In our world of ever-advancing technology, how many of us actually take a moment to consider where our latest electronic victims – supplanted by the newest must-haves – end up after being callously deserted by us at the local refuse centre.
Hundreds of tonnes of it make the journey every year from Europe and North America to Accra, the capital city of Ghana, where its dropped in one of the largest electronic waste dumping grounds in the world, Agbogbloshie. The mounds of toxic waste there are made up of our unwanted computers, laptops, cameras, mobile phones and televisions.

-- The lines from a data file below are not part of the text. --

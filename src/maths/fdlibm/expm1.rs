//! expm1(x) = exp(x) - 1, accurate for small `x`.
//!
//! Same reduction as `exp`, but the rational approximation carries a
//! correction term `c` for the reduced argument so that no cancellation is
//! lost when `k` is small.

use super::bits::{
    abs_hi, add_to_exponent, hi_word, lo_word, set_hi_word, INF_OR_NAN_HI, MANT_MASK_HI,
    SIGN_MASK_HI,
};
use super::exp::O_THRESHOLD;

const ONE: f64 = 1.0;
const HUGE: f64 = 1.0e+300;
const TINY: f64 = 1.0e-300;
const LN2_HI: f64 = 6.93147180369123816490e-01; // 0x3fe62e42, 0xfee00000
const LN2_LO: f64 = 1.90821492927058770002e-10; // 0x3dea39ef, 0x35793c76
const INVLN2: f64 = 1.44269504088896338700e+00; // 0x3ff71547, 0x652b82fe
const Q1: f64 = -3.33333333333331316428e-02; // BFA11111 111110F4
const Q2: f64 = 1.58730158725481460165e-03; // 3F5A01A0 19FE5585
const Q3: f64 = -7.93650757867487942473e-05; // BF14CE19 9EAADBB7
const Q4: f64 = 4.00821782732936239552e-06; // 3ED0CFCA 86E65239
const Q5: f64 = -2.01099218183624371326e-07; // BE8AFDB7 6E09C32D

/// |x| >= 56*ln2
const SATURATE_HI: u32 = 0x4043_687a;
/// |x| >= 709.78...
const OVERFLOW_HI: u32 = 0x4086_2e42;
const HALF_LN2_HI: u32 = 0x3fd6_2e42;
const THREE_HALVES_LN2_HI: u32 = 0x3ff0_a2b2;
/// |x| < 2^-54
const TINY_ARG_HI: u32 = 0x3c90_0000;

pub fn expm1(x: f64) -> f64 {
    let mut x = x;
    let hx = abs_hi(x);
    let negative = (hi_word(x) & SIGN_MASK_HI) != 0;

    if hx >= SATURATE_HI {
        if hx >= OVERFLOW_HI {
            if hx >= INF_OR_NAN_HI {
                if ((hx & MANT_MASK_HI) | lo_word(x)) != 0 {
                    return x + x;
                }
                // expm1(+-inf) = {inf, -1}
                return if negative { -1.0 } else { x };
            }
            if x > O_THRESHOLD {
                return HUGE * HUGE;
            }
        }
        if negative && x + TINY < 0.0 {
            return TINY - ONE;
        }
    }

    let k: i32;
    let mut c = 0.0;
    if hx > HALF_LN2_HI {
        let (hi, lo);
        if hx < THREE_HALVES_LN2_HI {
            if negative {
                hi = x + LN2_HI;
                lo = -LN2_LO;
                k = -1;
            } else {
                hi = x - LN2_HI;
                lo = LN2_LO;
                k = 1;
            }
        } else {
            k = (INVLN2 * x + if negative { -0.5 } else { 0.5 }) as i32;
            let t = k as f64;
            // t*LN2_HI is exact here
            hi = x - t * LN2_HI;
            lo = t * LN2_LO;
        }
        x = hi - lo;
        c = (hi - x) - lo;
    } else if hx < TINY_ARG_HI {
        return x;
    } else {
        k = 0;
    }

    let hfx = 0.5 * x;
    let hxs = x * hfx;
    let r1 = ONE + hxs * (Q1 + hxs * (Q2 + hxs * (Q3 + hxs * (Q4 + hxs * Q5))));
    let t = 3.0 - r1 * hfx;
    let mut e = hxs * ((r1 - t) / (6.0 - x * t));
    if k == 0 {
        // c is 0
        return x - (x * e - hxs);
    }
    e = x * (e - c) - c;
    e -= hxs;
    if k == -1 {
        return 0.5 * (x - e) - 0.5;
    }
    if k == 1 {
        if x < -0.25 {
            return -2.0 * (e - (x + 0.5));
        }
        return ONE + 2.0 * (x - e);
    }
    if k <= -2 || k > 56 {
        let y = ONE - (e - x);
        return add_to_exponent(y, k) - ONE;
    }
    let y = if k < 20 {
        // t = 1 - 2^-k
        let t = set_hi_word(ONE, 0x3ff0_0000 - (0x0020_0000 >> k));
        t - (e - x)
    } else {
        // t = 2^-k
        let t = set_hi_word(ONE, ((0x3ff - k) as u32) << 20);
        (x - (e + t)) + ONE
    };
    add_to_exponent(y, k)
}
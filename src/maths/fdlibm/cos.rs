use super::bits::{abs_hi, INF_OR_NAN_HI};
use super::{kernel_cos, kernel_sin, rem_pio2};

/// |x| ~< pi/4
const PIO4_HI: u32 = 0x3fe9_21fb;

/// Cosine, reduced and dispatched the same way as [`sin`](super::sin).
#[allow(clippy::eq_op)]
pub fn cos(x: f64) -> f64 {
    let ix = abs_hi(x);
    if ix <= PIO4_HI {
        return kernel_cos(x, 0.0);
    }
    // cos(Inf or NaN) is NaN
    if ix >= INF_OR_NAN_HI {
        return x - x;
    }
    let (n, y0, y1) = rem_pio2(x);
    match n & 3 {
        0 => kernel_cos(y0, y1),
        1 => -kernel_sin(y0, y1, 1),
        2 => -kernel_cos(y0, y1),
        _ => kernel_sin(y0, y1, 1),
    }
}
//! IEEE remainder: `x - n*p` where `n` is `x/p` rounded to the nearest
//! integer, ties to even.

use super::bits::{hi_word, lo_word, set_hi_word, ABS_MASK_HI, INF_OR_NAN_HI, SIGN_MASK_HI};
use super::{fabs, fmod};

/// Largest `|p|` high word for which `p + p` is still finite.
const REDUCE_LIMIT_HI: u32 = 0x7fdf_ffff;
/// Below `2^-1021`, `p / 2` would lose bits; compare `x + x` with `p` instead.
const SMALL_MODULUS_HI: u32 = 0x0020_0000;

pub fn remainder(x: f64, p: f64) -> f64 {
    let mut hx = hi_word(x);
    let lx = lo_word(x);
    let mut hp = hi_word(p);
    let lp = lo_word(p);
    let sx = hx & SIGN_MASK_HI;
    hp &= ABS_MASK_HI;
    hx &= ABS_MASK_HI;

    if (hp | lp) == 0 {
        return (x * p) / (x * p);
    }
    if hx >= INF_OR_NAN_HI || (hp >= INF_OR_NAN_HI && ((hp - INF_OR_NAN_HI) | lp) != 0) {
        return (x * p) / (x * p);
    }

    let mut x = x;
    if hp <= REDUCE_LIMIT_HI {
        // now |x| < 2|p|
        x = fmod(x, p + p);
    }
    if hx == hp && lx == lp {
        return 0.0 * x;
    }
    x = fabs(x);
    let p = fabs(p);
    if hp < SMALL_MODULUS_HI {
        if x + x > p {
            x -= p;
            if x + x >= p {
                x -= p;
            }
        }
    } else {
        let p_half = 0.5 * p;
        if x > p_half {
            x -= p;
            if x >= p_half {
                x -= p;
            }
        }
    }
    set_hi_word(x, hi_word(x) ^ sx)
}
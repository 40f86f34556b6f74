//! log(x), natural logarithm.
//!
//! Write `x = 2^k * (1+f)` with `sqrt(2)/2 < 1+f < sqrt(2)`, then
//! `log(1+f) = 2s + s*R(s^2)` with `s = f/(2+f)` and `R` a Remez polynomial.
//! The result is reassembled as `k*ln2_hi + (f - (hfsq - (s*(hfsq+R) +
//! k*ln2_lo)))` so that the hi part stays exact.

use super::bits::{
    hi_word, lo_word, set_hi_word, ABS_MASK_HI, INF_OR_NAN_HI, MANT_MASK_HI, MIN_NORMAL_HI,
};

pub(crate) const LN2_HI: f64 = 6.93147180369123816490e-01; // 3fe62e42 fee00000
pub(crate) const LN2_LO: f64 = 1.90821492927058770002e-10; // 3dea39ef 35793c76
pub(crate) const TWO54: f64 = 1.80143985094819840000e+16; // 43500000 00000000
const LG1: f64 = 6.666666666666735130e-01; // 3FE55555 55555593
const LG2: f64 = 3.999999999940941908e-01; // 3FD99999 9997FA04
const LG3: f64 = 2.857142874366239149e-01; // 3FD24924 94229359
const LG4: f64 = 2.222219843214978396e-01; // 3FCC71C5 1D8E78AF
const LG5: f64 = 1.818357216161805012e-01; // 3FC74664 96CB03DE
const LG6: f64 = 1.531383769920937332e-01; // 3FC39A09 D078C69F
const LG7: f64 = 1.479819860511658591e-01; // 3FC2F112 DF3E5244
const ZERO: f64 = 0.0;

#[allow(clippy::eq_op)]
pub fn log(x: f64) -> f64 {
    let mut x = x;
    let mut hx = hi_word(x) as i32;
    let lx = lo_word(x);

    let mut k: i32 = 0;
    if hx < MIN_NORMAL_HI as i32 {
        if ((hx as u32 & ABS_MASK_HI) | lx) == 0 {
            // log(+-0) = -inf
            return -TWO54 / ZERO;
        }
        if hx < 0 {
            // log(-#) = NaN
            return (x - x) / ZERO;
        }
        // subnormal, scale up
        k -= 54;
        x *= TWO54;
        hx = hi_word(x) as i32;
    }
    if hx >= INF_OR_NAN_HI as i32 {
        return x + x;
    }
    k += (hx >> 20) - 1023;
    hx &= MANT_MASK_HI as i32;
    let i = (hx + 0x95f64) & 0x0010_0000;
    // normalize x or x/2
    x = set_hi_word(x, (hx | (i ^ 0x3ff0_0000)) as u32);
    k += i >> 20;
    let f = x - 1.0;
    if (MANT_MASK_HI as i32 & (2 + hx)) < 3 {
        // |f| < 2^-20
        if f == ZERO {
            if k == 0 {
                return ZERO;
            }
            let dk = k as f64;
            return dk * LN2_HI + dk * LN2_LO;
        }
        let r = f * f * (0.5 - 0.33333333333333333 * f);
        if k == 0 {
            return f - r;
        }
        let dk = k as f64;
        return dk * LN2_HI - ((r - dk * LN2_LO) - f);
    }
    let s = f / (2.0 + f);
    let dk = k as f64;
    let z = s * s;
    let mut i = hx - 0x6147a;
    let w = z * z;
    let j = 0x6b851 - hx;
    let t1 = w * (LG2 + w * (LG4 + w * LG6));
    let t2 = z * (LG1 + w * (LG3 + w * (LG5 + w * LG7)));
    i |= j;
    let r = t2 + t1;
    if i > 0 {
        let hfsq = 0.5 * f * f;
        if k == 0 {
            return f - (hfsq - s * (hfsq + r));
        }
        dk * LN2_HI - ((hfsq - (s * (hfsq + r) + dk * LN2_LO)) - f)
    } else {
        if k == 0 {
            return f - s * (f - r);
        }
        dk * LN2_HI - ((s * (f - r) - dk * LN2_LO) - f)
    }
}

For the men who work at Agbogbloshie, it is a chance to earn good money in a country suffering from intense poverty. These men work their way through the piles of rubbish and pick out the useful metals, while the remaining plastic is burned in their wake. The metals are then sold on for cash, but this money comes at a higher cost.
The toxins produced by cadmium, lead, Mercury, and arsenic, all of which are found in e-waste, are the most dangerous in the world and the Accra e-waste scrapyard is now one of the most polluted places on earth. Campaigners in Ghana believe that the dangerous effects of these toxins can already be seen in the area and especially in the health of the Agbogbloshie workers.
In the face of an estimated 93 million tonnes of electronic waste that is expected to be produced in 2016, campaigners and experts around the world believe that now is the time for the producers of electronic goods to stand-up and bear some responsibility.